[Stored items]
--- START ---
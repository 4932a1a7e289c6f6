//! Visual Studio solution and project generation.
//!
//! One `.vcxproj` per linked target plus a `.sln` tying them together;
//! `depends` becomes project references, which is how MSBuild orders
//! links. Project GUIDs are derived deterministically from target names
//! so regeneration never churns the solution file.

use std::collections::HashSet;
use std::path::Path;

use tarn_graph::{flatten, Solution};
use tarn_toolchain::{project_flags, BuildContext, Family, LinkKind};

use crate::error::Result;
use crate::model::{build_model, TargetRule};
use crate::util::{backslashed, project_guid, write_if_changed};
use crate::Generator;

// VS project-type GUID for C/C++ projects, fixed by the format.
const CPP_PROJECT_TYPE: &str = "{8BC9CEB8-8B4A-11D0-8D11-00A0C91BC942}";

/// Emits `tarn.sln` plus one project file per linked target into a
/// directory.
#[derive(Debug, Default)]
pub struct VisualStudioGenerator;

fn configuration_type(kind: LinkKind) -> &'static str {
    match kind {
        LinkKind::Application => "Application",
        LinkKind::StaticLibrary => "StaticLibrary",
        LinkKind::DynamicLibrary => "DynamicLibrary",
    }
}

fn render_solution(targets: &[TargetRule]) -> String {
    let mut out = String::new();
    out.push_str("Microsoft Visual Studio Solution File, Format Version 12.00\n");
    out.push_str("# Generated by tarn-build; do not edit.\n");
    for target in targets {
        let guid = project_guid(&target.name);
        out.push_str(&format!(
            "Project(\"{CPP_PROJECT_TYPE}\") = \"{0}\", \"{0}.vcxproj\", \"{guid}\"\n",
            target.name
        ));
        if !target.dep_targets.is_empty() {
            out.push_str("\tProjectSection(ProjectDependencies) = postProject\n");
            for dep in &target.dep_targets {
                let dep_guid = project_guid(dep);
                out.push_str(&format!("\t\t{dep_guid} = {dep_guid}\n"));
            }
            out.push_str("\tEndProjectSection\n");
        }
        out.push_str("EndProject\n");
    }
    out.push_str("Global\n");
    out.push_str("\tGlobalSection(SolutionConfigurationPlatforms) = preSolution\n");
    out.push_str("\t\tRelease|x64 = Release|x64\n");
    out.push_str("\tEndGlobalSection\n");
    out.push_str("\tGlobalSection(ProjectConfigurationPlatforms) = postSolution\n");
    for target in targets {
        let guid = project_guid(&target.name);
        out.push_str(&format!("\t\t{guid}.Release|x64.ActiveCfg = Release|x64\n"));
        out.push_str(&format!("\t\t{guid}.Release|x64.Build.0 = Release|x64\n"));
    }
    out.push_str("\tEndGlobalSection\n");
    out.push_str("EndGlobal\n");
    out
}

fn render_project(solution: &Solution, index: usize, target: &TargetRule) -> Result<String> {
    let root = solution.targets()[index].root;
    let plan = flatten(solution, root)?;

    // Per-entity includes and definitions, rendered through the same
    // projection direct execution uses; order preserved, first occurrence
    // wins.
    let mut includes = Vec::new();
    let mut definitions = Vec::new();
    let mut seen = HashSet::new();
    for step in &plan.compile_steps {
        for inc in &step.request.includes {
            if seen.insert(format!("I{}", inc.display())) {
                includes.push(backslashed(inc));
            }
        }
        for def in &step.request.definitions {
            if seen.insert(format!("D{def}")) {
                definitions.push(def.clone());
            }
        }
    }

    // Options shared by every compile step form the project baseline;
    // the remainder stays on the owning source item, keeping per-file
    // flags scoped exactly as direct execution scopes them.
    let step_options: Vec<Vec<String>> = plan
        .compile_steps
        .iter()
        .map(|step| project_flags(Family::Msc, &step.request.flags))
        .collect();
    let mut baseline: Vec<String> = Vec::new();
    if let Some(first) = step_options.first() {
        for option in first {
            if !baseline.contains(option) && step_options.iter().all(|s| s.contains(option)) {
                baseline.push(option.clone());
            }
        }
    }

    let kind = target.kind.expect("project targets are link-capable");
    let artifact = target.artifact.as_ref().expect("linked target has artifact");
    let out_dir = artifact
        .parent()
        .map(backslashed)
        .unwrap_or_default();

    let mut out = String::new();
    out.push_str("<?xml version=\"1.0\" encoding=\"utf-8\"?>\n");
    out.push_str("<Project DefaultTargets=\"Build\" xmlns=\"http://schemas.microsoft.com/developer/msbuild/2003\">\n");
    out.push_str("  <ItemGroup Label=\"ProjectConfigurations\">\n");
    out.push_str("    <ProjectConfiguration Include=\"Release|x64\">\n");
    out.push_str("      <Configuration>Release</Configuration>\n");
    out.push_str("      <Platform>x64</Platform>\n");
    out.push_str("    </ProjectConfiguration>\n");
    out.push_str("  </ItemGroup>\n");
    out.push_str("  <PropertyGroup Label=\"Globals\">\n");
    out.push_str(&format!(
        "    <ProjectGuid>{}</ProjectGuid>\n",
        project_guid(&target.name)
    ));
    out.push_str(&format!(
        "    <RootNamespace>{}</RootNamespace>\n",
        target.name
    ));
    out.push_str("  </PropertyGroup>\n");
    out.push_str("  <PropertyGroup>\n");
    out.push_str(&format!(
        "    <ConfigurationType>{}</ConfigurationType>\n",
        configuration_type(kind)
    ));
    out.push_str(&format!("    <OutDir>{out_dir}\\</OutDir>\n"));
    out.push_str("  </PropertyGroup>\n");
    out.push_str("  <ItemDefinitionGroup>\n");
    out.push_str("    <ClCompile>\n");
    out.push_str(&format!(
        "      <AdditionalIncludeDirectories>{}</AdditionalIncludeDirectories>\n",
        includes.join(";")
    ));
    out.push_str(&format!(
        "      <PreprocessorDefinitions>{}</PreprocessorDefinitions>\n",
        definitions.join(";")
    ));
    out.push_str(&format!(
        "      <AdditionalOptions>{}</AdditionalOptions>\n",
        baseline.join(" ")
    ));
    out.push_str("    </ClCompile>\n");
    if kind != LinkKind::StaticLibrary {
        if let Some(link) = &plan.link_step {
            let mut deps: Vec<String> = link
                .request
                .libraries
                .iter()
                .map(|l| format!("{l}.lib"))
                .collect();
            deps.extend(link.request.extern_libs.iter().map(|l| backslashed(l)));
            let dirs: Vec<String> = link
                .request
                .searches
                .iter()
                .map(|d| backslashed(d))
                .collect();
            out.push_str("    <Link>\n");
            out.push_str(&format!(
                "      <AdditionalDependencies>{}</AdditionalDependencies>\n",
                deps.join(";")
            ));
            out.push_str(&format!(
                "      <AdditionalLibraryDirectories>{}</AdditionalLibraryDirectories>\n",
                dirs.join(";")
            ));
            out.push_str(&format!(
                "      <AdditionalOptions>{}</AdditionalOptions>\n",
                project_flags(Family::Msc, &link.request.ldflags).join(" ")
            ));
            out.push_str("    </Link>\n");
        }
    }
    out.push_str("  </ItemDefinitionGroup>\n");
    out.push_str("  <ItemGroup>\n");
    for (step, options) in plan.compile_steps.iter().zip(&step_options) {
        let extra: Vec<&str> = options
            .iter()
            .filter(|o| !baseline.contains(*o))
            .map(|o| o.as_str())
            .collect();
        if extra.is_empty() {
            out.push_str(&format!(
                "    <ClCompile Include=\"{}\" />\n",
                backslashed(&step.request.source)
            ));
        } else {
            out.push_str(&format!(
                "    <ClCompile Include=\"{}\">\n",
                backslashed(&step.request.source)
            ));
            out.push_str(&format!(
                "      <AdditionalOptions>{} %(AdditionalOptions)</AdditionalOptions>\n",
                extra.join(" ")
            ));
            out.push_str("    </ClCompile>\n");
        }
    }
    out.push_str("  </ItemGroup>\n");
    if !target.dep_targets.is_empty() {
        out.push_str("  <ItemGroup>\n");
        for dep in &target.dep_targets {
            out.push_str(&format!(
                "    <ProjectReference Include=\"{dep}.vcxproj\">\n"
            ));
            out.push_str(&format!(
                "      <Project>{}</Project>\n",
                project_guid(dep)
            ));
            out.push_str("    </ProjectReference>\n");
        }
        out.push_str("  </ItemGroup>\n");
    }
    out.push_str("  <Import Project=\"$(VCTargetsPath)\\Microsoft.Cpp.targets\" />\n");
    out.push_str("</Project>\n");
    Ok(out)
}

impl Generator for VisualStudioGenerator {
    fn generate(&self, path: &Path, ctx: &BuildContext, solution: &Solution) -> Result<()> {
        let model = build_model(ctx, solution)?;

        // Only link-capable targets become projects; object groups are
        // folded into whoever links them.
        let projects: Vec<(usize, &TargetRule)> = model
            .targets
            .iter()
            .enumerate()
            .filter(|(_, t)| t.kind.is_some())
            .collect();

        let project_rules: Vec<TargetRule> =
            projects.iter().map(|(_, t)| (*t).clone()).collect();
        write_if_changed(&path.join("tarn.sln"), &render_solution(&project_rules))?;

        for (index, target) in projects {
            let content = render_project(solution, index, target)?;
            write_if_changed(&path.join(format!("{}.vcxproj", target.name)), &content)?;
        }
        Ok(())
    }
}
--- END ---
* Action item *
In the entries above, find each line with the string "backslashed" and copy it.

* Result of the exercise *
use crate::util::{backslashed, project_guid, write_if_changed};
                includes.push(backslashed(inc));
        .map(backslashed)
            deps.extend(link.request.extern_libs.iter().map(|l| backslashed(l)));
                .map(|d| backslashed(d))
                backslashed(&step.request.source)
                backslashed(&step.request.source)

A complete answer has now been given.